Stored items
-- Opening Marker --

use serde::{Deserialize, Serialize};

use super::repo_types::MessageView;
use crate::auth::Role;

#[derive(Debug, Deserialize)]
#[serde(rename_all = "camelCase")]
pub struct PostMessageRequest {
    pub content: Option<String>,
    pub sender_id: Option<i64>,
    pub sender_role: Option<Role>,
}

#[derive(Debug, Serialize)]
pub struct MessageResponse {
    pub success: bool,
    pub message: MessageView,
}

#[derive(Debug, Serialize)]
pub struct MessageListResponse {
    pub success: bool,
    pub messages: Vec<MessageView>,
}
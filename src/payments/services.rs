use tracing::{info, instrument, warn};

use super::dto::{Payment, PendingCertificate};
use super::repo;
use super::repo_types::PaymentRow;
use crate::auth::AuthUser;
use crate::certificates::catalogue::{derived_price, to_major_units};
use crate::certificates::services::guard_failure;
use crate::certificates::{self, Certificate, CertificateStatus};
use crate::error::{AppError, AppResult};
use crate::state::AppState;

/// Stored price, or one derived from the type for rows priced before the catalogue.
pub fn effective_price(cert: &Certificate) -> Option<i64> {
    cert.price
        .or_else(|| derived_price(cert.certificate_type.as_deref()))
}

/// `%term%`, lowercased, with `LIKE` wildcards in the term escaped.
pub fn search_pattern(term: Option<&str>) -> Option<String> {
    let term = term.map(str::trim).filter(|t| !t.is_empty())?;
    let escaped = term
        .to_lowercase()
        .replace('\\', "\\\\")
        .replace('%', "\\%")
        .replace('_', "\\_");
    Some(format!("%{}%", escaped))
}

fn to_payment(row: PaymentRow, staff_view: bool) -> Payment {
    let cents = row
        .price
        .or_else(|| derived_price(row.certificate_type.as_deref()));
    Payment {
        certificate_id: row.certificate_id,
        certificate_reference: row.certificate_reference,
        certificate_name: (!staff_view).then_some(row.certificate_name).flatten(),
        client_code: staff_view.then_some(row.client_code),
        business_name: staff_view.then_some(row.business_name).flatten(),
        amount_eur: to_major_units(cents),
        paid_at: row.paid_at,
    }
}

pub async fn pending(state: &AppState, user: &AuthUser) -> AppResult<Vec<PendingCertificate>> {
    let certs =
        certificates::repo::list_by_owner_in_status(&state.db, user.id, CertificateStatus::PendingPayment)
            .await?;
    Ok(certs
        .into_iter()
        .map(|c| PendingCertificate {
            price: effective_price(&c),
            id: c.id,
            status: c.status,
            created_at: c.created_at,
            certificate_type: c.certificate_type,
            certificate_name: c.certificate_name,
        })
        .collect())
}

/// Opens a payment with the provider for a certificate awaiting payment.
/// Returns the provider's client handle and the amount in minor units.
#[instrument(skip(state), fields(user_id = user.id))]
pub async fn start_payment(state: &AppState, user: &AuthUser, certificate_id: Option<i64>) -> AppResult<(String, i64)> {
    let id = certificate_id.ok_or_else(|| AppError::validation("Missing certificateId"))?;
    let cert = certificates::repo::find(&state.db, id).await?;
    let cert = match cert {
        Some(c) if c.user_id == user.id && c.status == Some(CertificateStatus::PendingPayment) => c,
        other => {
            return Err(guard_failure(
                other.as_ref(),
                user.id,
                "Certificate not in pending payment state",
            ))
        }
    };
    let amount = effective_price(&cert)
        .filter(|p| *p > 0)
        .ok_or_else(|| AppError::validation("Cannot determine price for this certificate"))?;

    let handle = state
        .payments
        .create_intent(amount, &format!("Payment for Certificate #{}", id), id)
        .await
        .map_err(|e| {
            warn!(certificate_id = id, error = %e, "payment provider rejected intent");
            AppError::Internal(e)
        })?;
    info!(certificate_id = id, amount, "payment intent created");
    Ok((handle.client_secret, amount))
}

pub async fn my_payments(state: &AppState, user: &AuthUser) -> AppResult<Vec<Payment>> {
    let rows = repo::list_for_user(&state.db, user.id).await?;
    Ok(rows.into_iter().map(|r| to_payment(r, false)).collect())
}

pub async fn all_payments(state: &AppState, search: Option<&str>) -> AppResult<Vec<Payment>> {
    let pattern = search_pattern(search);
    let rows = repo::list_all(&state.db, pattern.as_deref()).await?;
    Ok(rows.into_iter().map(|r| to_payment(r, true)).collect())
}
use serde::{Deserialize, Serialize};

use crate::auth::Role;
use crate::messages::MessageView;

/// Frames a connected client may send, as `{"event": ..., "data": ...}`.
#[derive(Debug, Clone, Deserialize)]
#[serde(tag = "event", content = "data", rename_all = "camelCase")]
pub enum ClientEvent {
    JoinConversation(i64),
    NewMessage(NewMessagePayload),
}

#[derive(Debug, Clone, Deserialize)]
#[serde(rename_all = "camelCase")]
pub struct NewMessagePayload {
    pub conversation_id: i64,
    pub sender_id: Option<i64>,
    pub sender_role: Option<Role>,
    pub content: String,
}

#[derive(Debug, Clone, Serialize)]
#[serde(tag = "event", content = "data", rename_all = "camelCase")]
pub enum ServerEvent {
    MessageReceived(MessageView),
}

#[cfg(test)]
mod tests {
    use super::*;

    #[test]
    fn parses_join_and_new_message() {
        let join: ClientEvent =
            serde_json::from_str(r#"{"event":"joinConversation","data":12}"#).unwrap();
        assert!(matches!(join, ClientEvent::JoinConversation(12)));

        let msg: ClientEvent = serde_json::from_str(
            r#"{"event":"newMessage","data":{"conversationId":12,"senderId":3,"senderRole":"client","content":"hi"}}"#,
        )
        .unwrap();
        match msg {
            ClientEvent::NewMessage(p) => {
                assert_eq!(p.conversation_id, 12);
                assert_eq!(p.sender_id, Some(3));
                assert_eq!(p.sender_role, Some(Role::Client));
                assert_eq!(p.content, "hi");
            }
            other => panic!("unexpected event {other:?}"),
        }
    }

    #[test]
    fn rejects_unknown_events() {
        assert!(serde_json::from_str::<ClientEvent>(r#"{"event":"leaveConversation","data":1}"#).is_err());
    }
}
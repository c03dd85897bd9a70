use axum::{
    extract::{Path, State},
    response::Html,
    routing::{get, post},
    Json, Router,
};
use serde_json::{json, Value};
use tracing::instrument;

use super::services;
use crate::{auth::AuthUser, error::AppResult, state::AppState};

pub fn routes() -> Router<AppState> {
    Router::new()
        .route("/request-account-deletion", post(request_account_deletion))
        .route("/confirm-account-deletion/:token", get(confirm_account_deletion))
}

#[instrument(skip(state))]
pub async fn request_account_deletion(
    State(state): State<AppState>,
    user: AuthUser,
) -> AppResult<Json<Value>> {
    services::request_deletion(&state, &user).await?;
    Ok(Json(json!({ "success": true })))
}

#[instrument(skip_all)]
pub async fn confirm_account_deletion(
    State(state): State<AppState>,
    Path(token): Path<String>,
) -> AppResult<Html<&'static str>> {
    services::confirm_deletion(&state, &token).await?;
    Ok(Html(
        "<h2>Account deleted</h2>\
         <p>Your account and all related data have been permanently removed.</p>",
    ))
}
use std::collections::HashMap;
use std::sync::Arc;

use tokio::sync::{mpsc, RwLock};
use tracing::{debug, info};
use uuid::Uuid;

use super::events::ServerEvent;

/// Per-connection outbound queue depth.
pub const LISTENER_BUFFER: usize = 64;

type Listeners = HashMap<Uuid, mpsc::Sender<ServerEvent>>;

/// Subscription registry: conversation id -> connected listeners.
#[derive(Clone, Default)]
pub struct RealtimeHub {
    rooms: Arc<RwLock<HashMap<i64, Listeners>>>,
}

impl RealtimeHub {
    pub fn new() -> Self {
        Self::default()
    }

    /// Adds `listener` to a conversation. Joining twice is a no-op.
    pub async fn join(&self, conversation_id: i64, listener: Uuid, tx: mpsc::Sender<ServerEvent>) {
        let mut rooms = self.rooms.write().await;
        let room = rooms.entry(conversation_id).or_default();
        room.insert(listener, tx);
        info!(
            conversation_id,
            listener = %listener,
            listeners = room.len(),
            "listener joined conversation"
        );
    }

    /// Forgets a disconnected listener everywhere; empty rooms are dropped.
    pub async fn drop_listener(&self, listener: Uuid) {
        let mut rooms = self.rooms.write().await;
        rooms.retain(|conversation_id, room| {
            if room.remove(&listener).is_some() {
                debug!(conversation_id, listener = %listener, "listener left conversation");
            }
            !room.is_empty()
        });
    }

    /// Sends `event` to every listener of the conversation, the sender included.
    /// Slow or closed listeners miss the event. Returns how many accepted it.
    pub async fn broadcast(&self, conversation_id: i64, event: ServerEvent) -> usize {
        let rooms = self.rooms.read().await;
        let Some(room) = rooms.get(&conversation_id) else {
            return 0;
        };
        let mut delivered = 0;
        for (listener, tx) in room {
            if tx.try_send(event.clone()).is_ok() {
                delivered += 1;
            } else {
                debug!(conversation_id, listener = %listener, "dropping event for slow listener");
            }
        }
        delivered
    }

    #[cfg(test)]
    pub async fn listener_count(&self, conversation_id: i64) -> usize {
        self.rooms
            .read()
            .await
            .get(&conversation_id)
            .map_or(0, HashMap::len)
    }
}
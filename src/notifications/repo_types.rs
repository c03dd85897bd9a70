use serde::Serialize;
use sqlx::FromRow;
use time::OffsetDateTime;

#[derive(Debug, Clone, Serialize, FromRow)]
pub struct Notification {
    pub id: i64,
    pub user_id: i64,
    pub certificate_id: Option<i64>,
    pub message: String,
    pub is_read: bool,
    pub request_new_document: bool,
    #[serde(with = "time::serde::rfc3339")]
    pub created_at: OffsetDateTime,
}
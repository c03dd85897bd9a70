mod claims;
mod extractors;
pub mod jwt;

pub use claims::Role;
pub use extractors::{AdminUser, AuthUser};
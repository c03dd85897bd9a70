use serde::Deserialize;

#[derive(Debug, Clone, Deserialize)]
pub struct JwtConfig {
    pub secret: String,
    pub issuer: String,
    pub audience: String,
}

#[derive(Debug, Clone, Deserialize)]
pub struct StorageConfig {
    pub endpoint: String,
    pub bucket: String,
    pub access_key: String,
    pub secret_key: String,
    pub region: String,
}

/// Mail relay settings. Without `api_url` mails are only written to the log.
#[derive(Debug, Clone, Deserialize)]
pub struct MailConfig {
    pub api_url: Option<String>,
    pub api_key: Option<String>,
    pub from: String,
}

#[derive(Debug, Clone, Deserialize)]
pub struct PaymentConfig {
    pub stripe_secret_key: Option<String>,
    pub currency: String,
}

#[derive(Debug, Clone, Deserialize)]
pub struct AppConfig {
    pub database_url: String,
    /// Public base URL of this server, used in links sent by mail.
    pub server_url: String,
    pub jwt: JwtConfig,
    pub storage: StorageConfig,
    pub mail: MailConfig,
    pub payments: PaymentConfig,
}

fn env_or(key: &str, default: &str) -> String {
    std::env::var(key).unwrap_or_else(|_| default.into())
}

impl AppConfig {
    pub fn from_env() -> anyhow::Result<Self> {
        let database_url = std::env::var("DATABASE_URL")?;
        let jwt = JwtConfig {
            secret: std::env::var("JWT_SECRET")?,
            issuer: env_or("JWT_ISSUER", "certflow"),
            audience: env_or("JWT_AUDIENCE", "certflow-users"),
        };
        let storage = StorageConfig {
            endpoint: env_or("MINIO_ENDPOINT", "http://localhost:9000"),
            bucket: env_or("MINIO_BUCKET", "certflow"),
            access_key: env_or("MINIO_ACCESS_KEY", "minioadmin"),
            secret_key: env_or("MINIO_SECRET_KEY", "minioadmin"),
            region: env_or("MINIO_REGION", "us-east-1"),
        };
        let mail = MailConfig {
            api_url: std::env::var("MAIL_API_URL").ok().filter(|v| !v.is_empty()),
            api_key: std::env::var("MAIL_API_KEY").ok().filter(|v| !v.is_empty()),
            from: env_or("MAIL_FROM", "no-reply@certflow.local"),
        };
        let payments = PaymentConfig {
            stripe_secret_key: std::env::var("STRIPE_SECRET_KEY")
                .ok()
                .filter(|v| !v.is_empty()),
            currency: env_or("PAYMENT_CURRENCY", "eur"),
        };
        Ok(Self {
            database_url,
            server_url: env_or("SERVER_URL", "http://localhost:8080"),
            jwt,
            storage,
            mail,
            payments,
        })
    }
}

-- Closing Marker --

_REQUIRED ACTION:_ Among the records, count every line where "info" appears. Reply with the total alone.

_WRITTEN SOLUTION:_ 4